Spring Into Good Habits This Season
Where I live, spring is finally (FINALLY!) in the air. The trees are blooming, the flowers are popping, and I feel ready to get back into the warmer weather.
Do's and don'ts for spring activities
While spring may see you blossoming into good feelings and happy vibes, use this time to keep up or improve habits rather than falling into a spring free-for-all. Here's a list of some everyday spring activities and a few "do's" and "dont's" for each activity.
Spring outdoor activities
Do use this good weather to get out and move! Take the dog for a walk each day, walk after dinner, get on your bike, play pickleball, or sit on the porch and enjoy the spring breeze (good for mental health)!
Don't over-exert yourself or try to overhaul everything about your activity level in a week. It's awesome if you want to move your body more but don't set unrealistic goals. If you go from no activity to deciding to jog for an hour 6 days per week, you might likely burn out or be more prone to injury.
Do stop and smell the roses (literally). Spring is a good time to slow down, take a deep breath, assess your stress levels, and be in the moment. It's also a time when everything feels fresh and new and a great time to pick up a new habit or clean out your fridge.
Don't start jam-packing your schedule and life just because you can finally be outdoors again. Give yourself space to take care of your health and needs.
Family and friend gatherings
Do enjoy delicious, seasonal food. Bring lean proteins and veggies to the party if it's barbeque season where you live. Start enjoying the food available in season, like berries and spring vegetables.
Don't let the good weather go to your head. With family gatherings often comes increased imbibing of alcohol, leading to several negative consequences, including letting your inhibitions down and eating things you might regret, or feeling bad and skipping your workout the next day.

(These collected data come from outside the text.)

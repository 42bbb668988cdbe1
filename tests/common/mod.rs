//! Shared fixtures for the integration tests

#![allow(dead_code)]

use std::sync::Arc;

use vmcore::error::InodeError;
use vmcore::vm::{
    Access, AllocationStrategy, Cacheable, FrameAllocator, FramePool, Inode, MemoryManager, PageDirectory, PageFault,
    PageFaultAccess, PageFaultType, Region, ShouldFlushTlb, VmObject, PAGE_SIZE,
};
use vmcore::{VirtualAddress, VirtualRange};

/// Base of every test mapping
pub const BASE: u64 = 0x4000_0000;

pub struct Fixture {
    pub pool: Arc<FramePool>,
    pub mm: Arc<MemoryManager>,
}

impl Fixture {
    pub fn new(frames: usize) -> Self {
        let pool = Arc::new(FramePool::new(frames));
        let mm = MemoryManager::new(pool.clone());
        Self { pool, mm }
    }

    pub fn anonymous(&self, pages: usize, strategy: AllocationStrategy) -> Arc<VmObject> {
        VmObject::try_create_with_size(&self.mm, (pages * PAGE_SIZE) as u64, strategy).unwrap()
    }

    /// Map all of `vmobject` at [`BASE`] in a fresh page directory
    pub fn map(&self, vmobject: Arc<VmObject>, access: Access, shared: bool) -> (Arc<Region>, Arc<PageDirectory>) {
        let pd = Arc::new(PageDirectory::unbounded());
        let range = allocate_range(&pd, vmobject.size());
        let region = Region::try_create_user_accessible(
            &self.mm,
            range,
            vmobject,
            0,
            Some("test"),
            access,
            Cacheable::Yes,
            shared,
        )
        .unwrap();
        region.map(&pd, ShouldFlushTlb::Yes).unwrap();
        (region, pd)
    }

    /// Map a region produced by `Region::try_clone` into a fresh page directory
    pub fn map_clone(&self, region: &Arc<Region>) -> Arc<PageDirectory> {
        let pd = Arc::new(PageDirectory::unbounded());
        pd.lock().range_allocator().allocate_specific(region.range()).unwrap();
        region.map(&pd, ShouldFlushTlb::Yes).unwrap();
        pd
    }

    pub fn write_byte(&self, region: &Region, page: usize, offset: usize, value: u8) {
        let frame = region.physical_page(page).unwrap();
        let mut bytes = self.pool.quickmap_page(&frame).unwrap();
        bytes[offset] = value;
    }

    pub fn read_byte(&self, region: &Region, page: usize, offset: usize) -> u8 {
        let frame = region.physical_page(page).unwrap();
        let bytes = self.pool.quickmap_page(&frame).unwrap();
        bytes[offset]
    }
}

pub fn allocate_range(pd: &PageDirectory, size: u64) -> VirtualRange {
    pd.lock()
        .range_allocator()
        .allocate_specific(VirtualRange::new(VirtualAddress::new(BASE), size))
        .unwrap()
}

pub fn page_vaddr(page: usize) -> VirtualAddress {
    VirtualAddress::new(BASE + (page * PAGE_SIZE) as u64)
}

pub fn write_fault(page: usize) -> PageFault {
    PageFault::new(page_vaddr(page), PageFaultType::ProtectionViolation, PageFaultAccess::Write)
}

pub fn read_fault(page: usize) -> PageFault {
    PageFault::new(page_vaddr(page), PageFaultType::PageNotPresent, PageFaultAccess::Read)
}

/// In-memory file whose byte at offset `i` is `i % 251`
pub struct TestInode {
    len: usize,
}

impl TestInode {
    pub fn new(len: usize) -> Arc<Self> {
        Arc::new(Self { len })
    }

    pub fn byte_at(offset: usize) -> u8 {
        (offset % 251) as u8
    }
}

impl Inode for TestInode {
    fn read_bytes(&self, offset: u64, buffer: &mut [u8]) -> Result<usize, InodeError> {
        let offset = offset as usize;
        if offset > self.len {
            return Err(InodeError::OutOfBounds { offset: offset as u64 });
        }
        let n = buffer.len().min(self.len - offset);
        for (i, byte) in buffer[..n].iter_mut().enumerate() {
            *byte = Self::byte_at(offset + i);
        }
        Ok(n)
    }

    fn size(&self) -> u64 {
        self.len as u64
    }
}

Do spend time with your family or friends and talk about things that make you happy. Gently change the subject if someone tries to influence your choices related to type 2 diabetes, pressure you to eat something you don't want to, or is otherwise getting involved in your health decisions.
Trips and vacations
Do travel somewhere that encourages movement! You can visit a walkable city, go to the beach and rent beach cruiser bikes, or check out a garden with lots of hiking and walking paths.
Don't book a vacation that will have you sitting for most of the day. Although it is relaxing, a vacation that doesn't include some activity could leave you feeling sluggish. If you booked an all-inclusive, enjoy your favorite foods in moderation, and don't be too hard on yourself.
Do travel with friends or family if it will increase your relaxation and enjoyment. You are not obligated to spend time with people who make you feel stressed or inadequate. You should enjoy yourself to the fullest on your time off.
Don't forget to plan ahead and pack your diabetes supplies for your trip.
You've got this! Use this time to check in with your habits, make choices that will support you, and enjoy your spring!